Feeding the world’s nearly 7.5 billion people while minimizing damage to the environment ranks as the challenge impact investors are most likely to pour money into this year, with roughly one-third planning to increase their allocations to food and agriculture, according to a survey released this week by The Global Impact Investing Network (GIIN).
Other areas where impact investors—who seek to solve social and environmental problems while turning a profit—see increasing opportunities include clean energy and health care. The regions they’ll be giving the biggest boost in capital to are sub-Sahara Africa and East and Southeast Asia.

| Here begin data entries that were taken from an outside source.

//! Runway allocation and the wear model
//!
//! # Eligibility
//!
//! A runway can take a landing when all three hold:
//! - `aircraft.required_runway_length() <= runway.length()`
//! - the runway is not occupied
//! - `runway.wear() < full_degradation_threshold`
//!
//! Selection is deterministic: first match in registration order.
//!
//! # Wear
//!
//! ```text
//! effective_traffic = traffic_volume + weather_impact × (1 − weather_resistance)
//! increase          = base_increment + uniform[0, random_max] + ⌊effective_traffic / 10⌋
//! ```
//!
//! The increase is clamped so wear never passes 100.

use serde::{Deserialize, Serialize};

use crate::models::{Aircraft, OccupancyReason, Runway, RunwayError};
use crate::rng::RngManager;
use crate::runways::registry::RunwayRegistry;

/// Wear and repair parameters
#[derive(Debug, Clone, PartialEq, Serialize, Deserialize)]
#[serde(default)]
pub struct WearConfig {
    /// Fixed wear added by every landing
    pub base_increment: u32,
    /// Upper bound of the random wear term (inclusive)
    pub random_max: u32,
    /// Wear at which the runway stops accepting landings
    pub full_degradation_threshold: u32,
    /// Ticks a blocking repair occupies the runway
    pub repair_duration: usize,
    /// Repair cost per point of wear
    pub repair_base_rate: i64,
    /// Wear at or above which repairs cost extra
    pub heavy_wear_threshold: u32,
    pub heavy_wear_multiplier: f64,
    /// Landings on a runway with wear below this are "perfect"
    pub perfect_landing_max_wear: u32,
}

impl Default for WearConfig {
    fn default() -> Self {
        Self {
            base_increment: 2,
            random_max: 3,
            full_degradation_threshold: 100,
            repair_duration: 5,
            repair_base_rate: 10,
            heavy_wear_threshold: 80,
            heavy_wear_multiplier: 1.3,
            perfect_landing_max_wear: 30,
        }
    }
}

/// Result of applying wear to one runway
#[derive(Debug, Clone, Copy, PartialEq, Eq)]
pub struct WearOutcome {
    /// Wear actually added after clamping
    pub added: u32,
    /// Wear after the update
    pub wear: u32,
    /// This update pushed the runway to the full-degradation threshold
    pub newly_degraded: bool,
}

/// Selects and validates runways; applies wear and repairs
///
/// # Example
/// ```
/// use airport_simulator_core_rs::runways::{RunwayAllocator, RunwayRegistry, WearConfig};
/// use airport_simulator_core_rs::models::{Aircraft, Runway, RunwayTier, SizeClass};
///
/// let mut registry = RunwayRegistry::new();
/// registry.add(Runway::new("S1", RunwayTier::Small)).unwrap();
/// registry.add(Runway::new("L1", RunwayTier::Large)).unwrap();
///
/// let allocator = RunwayAllocator::new(WearConfig::default());
/// let jumbo = Aircraft::new("B744", SizeClass::Large, 300);
/// assert_eq!(allocator.available_runway(&registry, &jumbo).unwrap().id(), "L1");
/// ```
#[derive(Debug, Clone, Default)]
pub struct RunwayAllocator {
    config: WearConfig,
}

impl RunwayAllocator {
    pub fn new(config: WearConfig) -> Self {
        Self { config }
    }

    pub fn config(&self) -> &WearConfig {
        &self.config
    }

    pub fn is_eligible(&self, runway: &Runway, aircraft: &Aircraft) -> bool {
        runway.can_accept(aircraft, self.config.full_degradation_threshold)
    }

    /// True iff some runway can take `aircraft` right now
    pub fn can_land(&self, registry: &RunwayRegistry, aircraft: &Aircraft) -> bool {
        registry.iter().any(|r| self.is_eligible(r, aircraft))
    }

    /// First eligible runway in registration order
    pub fn available_runway<'a>(
        &self,
        registry: &'a RunwayRegistry,
        aircraft: &Aircraft,
    ) -> Option<&'a Runway> {
        registry.iter().find(|r| self.is_eligible(r, aircraft))
    }

    /// Every eligible runway in registration order
    pub fn available_runways<'a>(
        &self,
        registry: &'a RunwayRegistry,
        aircraft: &Aircraft,
    ) -> Vec<&'a Runway> {
        registry
            .iter()
            .filter(|r| self.is_eligible(r, aircraft))
            .collect()
    }

    /// Apply landing wear to `runway_id`
    pub fn apply_wear(
        &self,
        registry: &mut RunwayRegistry,
        runway_id: &str,
        weather_impact: f64,
        traffic_volume: u32,
        weather_resistance: f64,
        rng: &mut RngManager,
    ) -> Result<WearOutcome, RunwayError> {
        let runway = registry.require_mut(runway_id)?;
        let threshold = self.config.full_degradation_threshold;
        let was_degraded = runway.is_degraded(threshold);

        let resistance = weather_resistance.clamp(0.0, 1.0);
        let effective_weather = weather_impact.max(0.0) * (1.0 - resistance);
        let effective_traffic = f64::from(traffic_volume) + effective_weather;

        let random_term = rng.range_inclusive(0, i64::from(self.config.random_max)) as u32;
        let traffic_term = (effective_traffic / 10.0).floor() as u32;
        let increase = self.config.base_increment + random_term + traffic_term;

        let added = runway.add_wear(increase);
        let wear = runway.wear();
        tracing::trace!(runway_id, increase, added, wear, "wear applied");

        Ok(WearOutcome {
            added,
            wear,
            newly_degraded: !was_degraded && runway.is_degraded(threshold),
        })
    }

    /// Reset wear and close the runway for the repair duration
    pub fn repair(&self, registry: &mut RunwayRegistry, runway_id: &str) -> Result<(), RunwayError> {
        let runway = registry.require_mut(runway_id)?;
        if let Some(occupancy) = runway.occupancy() {
            return Err(RunwayError::Occupied {
                runway_id: runway_id.to_string(),
                reason: occupancy.reason,
            });
        }
        runway.reset_wear();
        runway.occupy(OccupancyReason::Repair, self.config.repair_duration.max(1), None)
    }

    /// Reset wear without blocking availability
    pub fn repair_in_place(
        &self,
        registry: &mut RunwayRegistry,
        runway_id: &str,
    ) -> Result<(), RunwayError> {
        registry.require_mut(runway_id)?.reset_wear();
        Ok(())
    }

    /// `wear × base_rate`, × heavy-wear multiplier at or above the heavy threshold
    pub fn repair_cost(&self, wear_level: u32) -> i64 {
        let cost = i64::from(wear_level) * self.config.repair_base_rate;
        if wear_level >= self.config.heavy_wear_threshold {
            (cost as f64 * self.config.heavy_wear_multiplier).round() as i64
        } else {
            cost
        }
    }
}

“These investors consider impact investing to be a powerful tool when it comes to furthering economic development in emerging markets, where basic services like food and agriculture are a critical need,” says Abhilash Mudaliar, GIIN research director. “When you look at some of the other sectors highlighted, such as education, healthcare, energy, these are all critical basic services that can drive improved socioeconomic outcomes in these regions. And food and agriculture in particular play a critical role in livelihood support, given the high proportion of people in these markets that derive their income from agriculture.”
The network surveyed 157 investors managing $77 billion in impact assets and found that nearly 80 percent intend to maintain or increase their commitments in 2016. That translates to a 16 percent jump in capital committed—to a planned $17.7 billion this year from $15.2 billion in 2015—across various sectors, geographies and asset classes.
The bulk of 2015 investments, $7.2 billion, came from asset managers, who said they invested primarily on behalf of family offices and foundations. Direct investments from foundations, banks, development finance institutions, family offices, pension funds and insurance companies made up the rest. In all, these investors committed capital to 7,551 deals in 2015 and plan to commit to 11,722 deals in 2016.
The survey results do not represent the entire global impact investment market, which is difficult to measure, but they do give some indication of its growing strength. Interest in the discipline is increasing largely because of changing attitudes—the realization that governments and philanthropy can’t solve today’s megaproblems alone and that, in fact, there is money to be made in solving them.
Survey respondents expected an average gross return for debt of 5.4 percent in developed markets and 8.6 percent in emerging markets. On the equity side, they expected an average gross return of 9.5 percent in developed markets and 15.1 percent in emerging markets.
The vast majority, 89 percent, reported that their investments have performed either in line with or above financial expectations, while nearly all reported impact performance in line with or better than expectations.
Why are impact investors so concerned with food and agriculture?
To begin with, food and agriculture already claims nearly half of the planet’s land and the huge environmental challenges posed by the industry are expected to become more pressing as the world population increases and economies grow. By mid-century, the world is looking at two billion more mouths to feed, or more than nine billion people. Moreover, as global prosperity spreads, especially in China and India, the demand for meat, eggs and dairy will increase and with it pressure to grow more corn and soybeans to feed more livestock. If these trends continue, the world will need to roughly double the amount of crop output by 2050.
Agriculture is already among the greatest contributors to global warming, emitting more greenhouse gases than all our cars, trucks, trains and airplanes combined. Farming also slurps up more water than any other industry and is a major polluter, not to mention its contribution to the loss of biodiversity.